Involvement of the cavernous sinus can modify the prognosis, but compression and involvement remain difficult to differentiate. The best sign of involvement remains complete encircling of the intracavernous carotid by the tumor. The diagnosis can practically be eliminated if it can be demonstrated that a strip of normal pituitary tissue lies between the tumor and the cavernous sinus. Large pituitary adenomas can apply pressure onto the cavernous sinus and cause convex deformation of its external wall without necessarily involving it. Finally, in case of massive involvement, the cavernous sinus intensity is identical to that of the intrasellar tumor on the T1-weighted images, before and after gadolinium injection, and on the T2-weighted images.

Aspects after surgery

The surgical cavity is often filled with packing material after transphenoidal resection of a pituitary adenoma. Gelfoam is frequently used and is impregnated with blood and secretions. The presence of gelfoam, of secretions and perhaps of periadenomatous adherences usually keeps the cavity from collapsing in the days and weeks following surgery. Blood, secretions and packing material slowly involute over the following 2 or 3 months. At this time, a few fragments of blood-impregnated gelfoam can still be found in the surgical cavity. If the diaphragm of the sella turcica was torn in the course of surgery, fat or muscle implants are inserted by the surgeon to prevent the occurrence of a cerebrospinal fluid fistula. Their resorption is much longer: implanted fat involutes slowly and may exhibit a hypersignal on the T1-weighted image up to 2–3 years after surgery.
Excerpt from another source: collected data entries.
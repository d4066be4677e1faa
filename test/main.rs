// SPDX-FileCopyrightText: 2025 Jason Pena <jasonpena@awkless.com>
// SPDX-License-Identifier: MIT


use anyhow::Result;
use chrono::DateTime;
use git2::{IndexEntry, IndexTime, Repository, RepositoryInitOptions, Signature, Time};
use std::path::{Path, PathBuf};
use tempfile::TempDir;

/// Upstream repository whose commits carry fixed timestamps.
pub(crate) struct RepoFixture {
    dir: TempDir,
    repo: Repository,
}

impl RepoFixture {
    pub(crate) fn new() -> Result<Self> {
        let dir = tempfile::tempdir()?;
        let mut opts = RepositoryInitOptions::new();
        opts.initial_head("main");
        let repo = Repository::init_opts(dir.path().join("upstream"), &opts)?;

        // INVARIANT: Always provide valid name and email.
        //   - Git will complain if this is not set in CI/CD environments.
        let mut config = repo.config()?;
        config.set_str("user.name", "John Doe")?;
        config.set_str("user.email", "john@doe.com")?;

        Ok(Self { dir, repo })
    }

    /// URL to clone the fixture from.
    pub(crate) fn url(&self) -> String {
        self.repo
            .workdir()
            .unwrap_or_else(|| self.repo.path())
            .to_string_lossy()
            .into_owned()
    }

    /// Scratch directory that is removed along with the fixture.
    pub(crate) fn scratch(&self, name: &str) -> PathBuf {
        self.dir.path().join(name)
    }

    /// Stage file and commit it with author and committer time set to `when`.
    ///
    /// Returns the full identifier of the new commit.
    pub(crate) fn stage_and_commit(
        &self,
        filename: impl AsRef<Path>,
        contents: impl AsRef<str>,
        when: &str,
    ) -> Result<String> {
        self.stage_and_commit_at(filename, contents, when, when)
    }

    /// Stage file and commit it with separate author and committer times.
    ///
    /// Returns the full identifier of the new commit.
    pub(crate) fn stage_and_commit_at(
        &self,
        filename: impl AsRef<Path>,
        contents: impl AsRef<str>,
        authored: &str,
        committed: &str,
    ) -> Result<String> {
        let entry = IndexEntry {
            ctime: IndexTime::new(0, 0),
            mtime: IndexTime::new(0, 0),
            dev: 0,
            ino: 0,
            mode: 0o100644,
            uid: 0,
            gid: 0,
            file_size: contents.as_ref().len() as u32,
            id: self.repo.blob(contents.as_ref().as_bytes())?,
            flags: 0,
            flags_extended: 0,
            path: filename
                .as_ref()
                .as_os_str()
                .to_string_lossy()
                .into_owned()
                .into_bytes(),
        };

        // INVARIANT: Always use new tree produced by index after staging new entry.
        let mut index = self.repo.index()?;
        index.add_frombuffer(&entry, contents.as_ref().as_bytes())?;
        index.write()?;
        let tree_oid = index.write_tree()?;
        let tree = self.repo.find_tree(tree_oid)?;

        let author = signature(authored)?;
        let committer = signature(committed)?;

        let mut parents = Vec::new();
        if let Some(parent) = self.repo.head().ok().and_then(|head| head.target()) {
            parents.push(self.repo.find_commit(parent)?);
        }
        let parents = parents.iter().collect::<Vec<_>>();

        let oid = self.repo.commit(
            Some("HEAD"),
            &author,
            &committer,
            format!("chore: update {:?}", filename.as_ref()).as_ref(),
            &tree,
            &parents,
        )?;

        Ok(oid.to_string())
    }
}

fn signature(when: &str) -> Result<Signature<'static>> {
    let when = DateTime::parse_from_rfc3339(when)?;
    let time = Time::new(when.timestamp(), when.offset().local_minus_utc() / 60);
    Ok(Signature::new("John Doe", "john@doe.com", &time)?)
}
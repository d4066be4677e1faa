// SPDX-FileCopyrightText: 2025 Jason Pena <jasonpena@awkless.com>
// SPDX-License-Identifier: MIT

//! Path resolution utilities.
//!
//! Determine default locations for the files and directories the pipeline
//! needs to interact with.

use std::path::PathBuf;

/// Name of the directory the working copy is cloned into by default.
pub const DEFAULT_WORK_DIR: &str = "content";

/// Determine default path to the working copy of the source repository.
///
/// The working copy lives at a fixed path relative to the current directory,
/// so repeated runs from the same place reuse the same checkout.
pub fn default_work_dir() -> PathBuf {
    PathBuf::from(DEFAULT_WORK_DIR)
}

/// Determine default absolute path to the pipeline configuration file.
///
/// Uses XDG Base Directory path
/// `$XDG_CONFIG_HOME/inventory-snapshot/config.toml`. Does not check if the
/// path returned actually exists.
///
/// # Errors
///
/// - Return [`NoConfigHome`] if configuration directory cannot be determined.
///
/// # See Also
///
/// - [XDG Base Directory](https://wiki.archlinux.org/title/XDG_Base_Directory)
pub fn default_config_path() -> Result<PathBuf> {
    dirs::config_dir()
        .map(|path| path.join("inventory-snapshot").join("config.toml"))
        .ok_or(NoConfigHome)
}

/// No way to determine user's configuration directory.
///
/// # See Also
///
/// - [`dirs::config_dir`](https://docs.rs/dirs/latest/dirs/fn.config_dir.html)
#[derive(Clone, Debug, thiserror::Error)]
#[error("cannot determine absolute path to user's configuration directory")]
pub struct NoConfigHome;

/// Friendly result alias :3
pub type Result<T, E = NoConfigHome> = std::result::Result<T, E>;
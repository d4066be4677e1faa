// SPDX-FileCopyrightText: 2025 Jason Pena <jasonpena@awkless.com>
// SPDX-License-Identifier: MIT

//! External inventory tool invocation.

use std::{
    io,
    path::Path,
    process::{Command, Stdio},
};
use tracing::{debug, instrument};

/// Captured result of an external process.
#[derive(Debug, Clone, PartialEq, Eq)]
pub struct ToolOutput {
    /// Process exited with status zero.
    pub success: bool,

    /// Exit code, if the process exited normally.
    pub code: Option<i32>,

    /// Everything written to stdout.
    pub stdout: Vec<u8>,

    /// Everything written to stderr.
    pub stderr: String,
}

impl ToolOutput {
    /// Describe how the process exited.
    pub fn describe_exit(&self) -> String {
        match self.code {
            Some(code) => format!("exit status {code}"),
            None => "terminated by signal".to_string(),
        }
    }
}

/// Layer of indirection for running external programs in a working copy.
pub trait InventoryToolRunner {
    /// Run program with arguments inside `work_dir`, capturing its output.
    fn run(&self, program: &str, args: &[String], work_dir: &Path) -> io::Result<ToolOutput>;
}

impl<T> InventoryToolRunner for &T
where
    T: InventoryToolRunner + ?Sized,
{
    fn run(&self, program: &str, args: &[String], work_dir: &Path) -> io::Result<ToolOutput> {
        (**self).run(program, args, work_dir)
    }
}

/// Run external programs as child processes.
#[derive(Debug, Default, Clone)]
pub struct CommandRunner;

impl InventoryToolRunner for CommandRunner {
    #[instrument(skip(self), level = "debug")]
    fn run(&self, program: &str, args: &[String], work_dir: &Path) -> io::Result<ToolOutput> {
        let output = Command::new(program)
            .args(args)
            .current_dir(work_dir)
            .stdin(Stdio::null())
            .output()?;
        debug!(
            "{program} exited with {:?}, {} bytes on stdout",
            output.status.code(),
            output.stdout.len()
        );

        Ok(ToolOutput {
            success: output.status.success(),
            code: output.status.code(),
            stdout: output.stdout,
            stderr: String::from_utf8_lossy(output.stderr.as_slice()).into_owned(),
        })
    }
}
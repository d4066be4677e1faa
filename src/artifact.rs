// SPDX-FileCopyrightText: 2025 Jason Pena <jasonpena@awkless.com>
// SPDX-License-Identifier: MIT

//! Inventory artifact layout.
//!
//! The artifact is the only thing a pipeline run persists. It is a single
//! JSON document:
//!
//! ```json
//! {
//!   "metadata": {
//!     "commit": "3f1c...",
//!     "commitShort": "3f1c2ab",
//!     "authorDate": "2024-01-14T18:03:27Z"
//!   },
//!   "inventory": { "...": "whatever the inventory tool printed" },
//!   "redirects": { "/en-US/docs/Old": "/en-US/docs/New" }
//! }
//! ```
//!
//! Published packages ship it as `index.json`.

use crate::{extract::redirects::RedirectTable, snapshot::ResolvedCommit};

use serde::{Deserialize, Serialize};
use serde_json::Value;
use std::{
    fs::write,
    path::{Path, PathBuf},
};
use tracing::{info, instrument};

/// File name used when the artifact is written into a directory.
pub const ARTIFACT_FILE_NAME: &str = "index.json";

/// Snapshot inventory with its provenance.
#[derive(Debug, Clone, PartialEq, Deserialize, Serialize)]
pub struct InventoryArtifact {
    /// Commit the inventory was computed from.
    pub metadata: Metadata,

    /// Inventory exactly as the inventory tool printed it.
    pub inventory: Value,

    /// Redirect table at the same commit.
    pub redirects: RedirectTable,
}

impl InventoryArtifact {
    /// Combine extracted parts into one artifact.
    pub fn assemble(provenance: &ResolvedCommit, inventory: Value, redirects: RedirectTable) -> Self {
        Self {
            metadata: Metadata::from(provenance),
            inventory,
            redirects,
        }
    }

    /// Render artifact as pretty-printed JSON.
    ///
    /// # Errors
    ///
    /// - Return [`ArtifactError::Serialize`] if serialization fails.
    pub fn to_json(&self) -> Result<String> {
        Ok(serde_json::to_string_pretty(self)?)
    }

    /// Write artifact to target path.
    ///
    /// If target path is an existing directory, the artifact is written to
    /// `index.json` inside of it. Missing parent directories are created.
    ///
    /// # Errors
    ///
    /// - Return [`ArtifactError::Serialize`] if serialization fails.
    /// - Return [`ArtifactError::Write`] if artifact cannot be written.
    #[instrument(skip(self), level = "debug")]
    pub fn write_to(&self, path: &Path) -> Result<PathBuf> {
        let path = if path.is_dir() {
            path.join(ARTIFACT_FILE_NAME)
        } else {
            path.to_path_buf()
        };

        let write_error = |source| ArtifactError::Write {
            path: path.clone(),
            source,
        };
        if let Some(parent) = path.parent().filter(|parent| !parent.as_os_str().is_empty()) {
            mkdirp::mkdirp(parent).map_err(write_error)?;
        }
        write(&path, self.to_json()?).map_err(write_error)?;
        info!("wrote inventory artifact to {:?}", path.display());

        Ok(path)
    }
}

/// Provenance of an artifact.
#[derive(Debug, Clone, PartialEq, Eq, Deserialize, Serialize)]
#[serde(rename_all = "camelCase")]
pub struct Metadata {
    /// Full commit identifier.
    pub commit: String,

    /// Abbreviated commit identifier.
    pub commit_short: String,

    /// Author time of the commit as an RFC 3339 UTC timestamp.
    pub author_date: String,
}

impl From<&ResolvedCommit> for Metadata {
    fn from(commit: &ResolvedCommit) -> Self {
        Self {
            commit: commit.id.clone(),
            commit_short: commit.short_id.clone(),
            author_date: commit.author_date_rfc3339(),
        }
    }
}

/// All possible error types for artifact output.
#[derive(Debug, thiserror::Error)]
pub enum ArtifactError {
    /// Artifact could not be rendered as JSON.
    #[error(transparent)]
    Serialize(#[from] serde_json::Error),

    /// Artifact could not be written to disk.
    #[error("cannot write artifact to {path:?}")]
    Write {
        path: PathBuf,
        #[source]
        source: std::io::Error,
    },
}

/// Friendly result alias :3
type Result<T, E = ArtifactError> = std::result::Result<T, E>;
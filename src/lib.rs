// SPDX-FileCopyrightText: 2025 Jason Pena <jasonpena@awkless.com>
// SPDX-License-Identifier: MIT

//! Snapshot a content repository and extract its inventory.
//!
//! Given a ref, and optionally a calendar day, a run of the pipeline:
//!
//! 1. Brings a local working copy of the content repository to the one commit
//!    implied by the ref and day. See [`snapshot`].
//! 2. Extracts the content inventory, the redirect table, and the commit
//!    provenance from that working copy. See [`extract`].
//! 3. Packages all three into an [`InventoryArtifact`] ready to be published.
//!
//! The same ref and day always yield the same commit, so historical
//! snapshots can be regenerated at will.

pub mod artifact;
pub mod config;
pub mod extract;
pub mod path;
pub mod pipeline;
pub mod snapshot;

pub use artifact::{InventoryArtifact, Metadata};
pub use config::PipelineConfig;
pub use pipeline::{Pipeline, PipelineError, Reporter, Stage, TracingReporter};
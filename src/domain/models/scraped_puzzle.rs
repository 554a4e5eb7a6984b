// Copyright (c) 2025 Kirky.X
//
// Licensed under the MIT License
// See LICENSE file in the project root for full license information.

use serde::{Deserialize, Serialize};

/// 从商品页面抓取到的拼图信息
///
/// 字段缺失时回退为默认值而不是报错，回退过的字段名记录在
/// `degraded_fields` 中，便于调用方判断数据质量。
#[derive(Debug, Clone, PartialEq, Serialize, Deserialize)]
pub struct ScrapedPuzzle {
    /// 标题中间段，例如 "Robin Hood Festival"
    pub title: String,
    /// 页面上的完整标题
    pub full_title: String,
    pub piece_count: i32,
    pub article_number: i64,
    pub artist: String,
    pub year: Option<i32>,
    pub image_url: String,
    pub product_url: String,
    /// 制造商名称，目前固定为单一品牌
    pub maker: String,
    /// 解析时回退为默认值的字段
    #[serde(default)]
    pub degraded_fields: Vec<String>,
}

impl ScrapedPuzzle {
    pub const JAN_VAN_HAASTEREN: &'static str = "Jan van Haasteren";

    /// 是否有字段回退为默认值
    pub fn is_degraded(&self) -> bool {
        !self.degraded_fields.is_empty()
    }
}
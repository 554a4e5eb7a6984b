// Copyright (c) 2025 Kirky.X
//
// Licensed under the MIT License
// See LICENSE file in the project root for full license information.

/// 领域服务模块
///
/// 包含的服务：
/// - 导入服务（import_service）：按商品URL抓取并导入拼图
/// - 借阅服务（checkout_service）：借出、归还与借阅历史
pub mod checkout_service;
pub mod import_service;
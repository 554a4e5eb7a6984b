// Copyright (c) 2025 Kirky.X
//
// Licensed under the MIT License
// See LICENSE file in the project root for full license information.

/// 工具模块
///
/// 提供遥测初始化等通用功能
pub mod telemetry;
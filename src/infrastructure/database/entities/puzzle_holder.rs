// Copyright 2025 Kirky.X
//
// Licensed under the Apache License, Version 2.0 (the "License");
// you may not use this file except in compliance with the License.
// You may obtain a copy of the License at
//
//     http://www.apache.org/licenses/LICENSE-2.0
//
// Unless required by applicable law or agreed to in writing, software
// distributed under the License is distributed on an "AS IS" BASIS,
// WITHOUT WARRANTIES OR CONDITIONS OF ANY KIND, either express or implied.
// See the License for the specific language governing permissions and
// limitations under the License.

use sea_orm::entity::prelude::*;

#[derive(Clone, Debug, PartialEq, DeriveEntityModel)]
#[sea_orm(table_name = "puzzle_holders")]
pub struct Model {
    #[sea_orm(primary_key)]
    pub id: i32,
    pub name: String,
    pub contact: Option<String>,
    pub user_id: String,
}

#[derive(Copy, Clone, Debug, EnumIter, DeriveRelation)]
pub enum Relation {
    #[sea_orm(has_many = "super::puzzle_checkout::Entity")]
    PuzzleCheckouts,
}

impl Related<super::puzzle_checkout::Entity> for Entity {
    fn to() -> RelationDef {
        Relation::PuzzleCheckouts.def()
    }
}

impl ActiveModelBehavior for ActiveModel {}
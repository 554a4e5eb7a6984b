// Copyright 2025 Kirky.X
//
// Licensed under the Apache License, Version 2.0 (the "License");
// you may not use this file except in compliance with the License.
// You may obtain a copy of the License at
//
//     http://www.apache.org/licenses/LICENSE-2.0
//
// Unless required by applicable law or agreed to in writing, software
// distributed under the License is distributed on an "AS IS" BASIS,
// WITHOUT WARRANTIES OR CONDITIONS OF ANY KIND, either express or implied.
// See the License for the specific language governing permissions and
// limitations under the License.

pub use sea_orm_migration::prelude::*;

mod m20250103_000001_create_puzzle_tables;

/// 数据库迁移器
pub struct Migrator;

#[async_trait::async_trait]
impl MigratorTrait for Migrator {
    /// 获取所有迁移
    ///
    /// # 返回值
    ///
    /// 返回迁移列表
    fn migrations() -> Vec<Box<dyn MigrationTrait>> {
        vec![Box::new(m20250103_000001_create_puzzle_tables::Migration)]
    }
}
A postoperative follow-up MRI 2 or 3 months after surgery is very useful to monitor further development of a resected adenoma. An earlier MRI, made 48 h after surgery, checks for potential complications and may visualize residual tumor, i.e., a mass of identical intensity as the adenoma before surgery that commonly occupies a peripheral portion of the adenoma. This early investigation also proved extremely helpful to interpret the follow-up MRI. At this stage the remaining normal pituitary tissue can be characterized: it is usually asymmetrical, and a hypersignal is frequently observed at the base of the deviated hypophyseal stalk due to an ectopic collection of antidiuretic hormone.

The second month follow-up MRI is essential to check for potential recurrence, which usually appears as a rounded or very convex mass that is isointense with the initial tumor.